__The task__
Write out each line from the data below that includes the word "BotIdentity".
--
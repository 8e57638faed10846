use anyhow::{Context, Result};
use std::sync::Arc;
use teloxide::prelude::*;
use teloxide::update_listeners::webhooks;
use tracing::{error, info};
use tracing_subscriber::EnvFilter;

use hungrybot::bot::{self, BotIdentity, FoodBot, TelegramTransport};
use hungrybot::config::{Config, LogFormat};
use hungrybot::search::YelpClient;
use hungrybot::server;

fn init_tracing(format: LogFormat) {
    let filter = EnvFilter::try_from_default_env().unwrap_or_else(|_| EnvFilter::new("info"));
    let subscriber = tracing_subscriber::fmt().with_env_filter(filter);
    match format {
        LogFormat::Json => subscriber.json().init(),
        LogFormat::Text => subscriber.init(),
    }
}

#[tokio::main]
async fn main() -> Result<()> {
    // Load environment variables from .env file
    dotenv::dotenv().ok();

    let config = Config::from_env();
    init_tracing(config.as_ref().map(|c| c.log_format).unwrap_or_default());
    let config = config.context("Invalid configuration")?;

    info!("Starting Hungrybot");

    // HTTP site
    let listener = server::bind(config.http_addr()).await?;
    let app = server::create_app(&config.static_dir);
    let http_server = tokio::spawn(async move {
        if let Err(e) = server::serve(listener, app).await {
            error!(error = %e, "HTTP server stopped");
        }
    });

    // Telegram connection; failing to reach the Bot API is fatal
    let bot = Bot::new(&config.bot_token);
    let me = bot.get_me().await.context("Failed to connect to Telegram")?;
    let identity = BotIdentity::new(me.username());
    info!(username = %identity.username, "Connected to Telegram");

    let transport = Arc::new(TelegramTransport::new(bot.clone()));
    let search = Arc::new(YelpClient::new(
        config.yelp_api_key.clone(),
        config.yelp_api_url.clone(),
    ));
    let food_bot = Arc::new(FoodBot::new(transport, search));

    let handler = dptree::entry().branch(Update::filter_message().endpoint(bot::message_handler));

    let mut dispatcher = Dispatcher::builder(bot.clone(), handler)
        .dependencies(dptree::deps![food_bot, identity])
        .enable_ctrlc_handler()
        .build();

    match config.webhook_url.clone() {
        Some(url) => {
            info!(port = config.webhook_port, %url, "Receiving updates through webhook");
            let update_listener = webhooks::axum(bot, webhooks::Options::new(config.webhook_addr(), url))
                .await
                .context("Failed to set up webhook listener")?;
            dispatcher
                .dispatch_with_listener(
                    update_listener,
                    LoggingErrorHandler::with_custom_text("An error from the webhook listener"),
                )
                .await;
        }
        None => {
            info!("Receiving updates through long polling");
            dispatcher.dispatch().await;
        }
    }

    http_server.abort();
    info!("Hungrybot stopped");

    Ok(())
}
--
__Reply__
use hungrybot::bot::{self, BotIdentity, FoodBot, TelegramTransport};
    let identity = BotIdentity::new(me.username());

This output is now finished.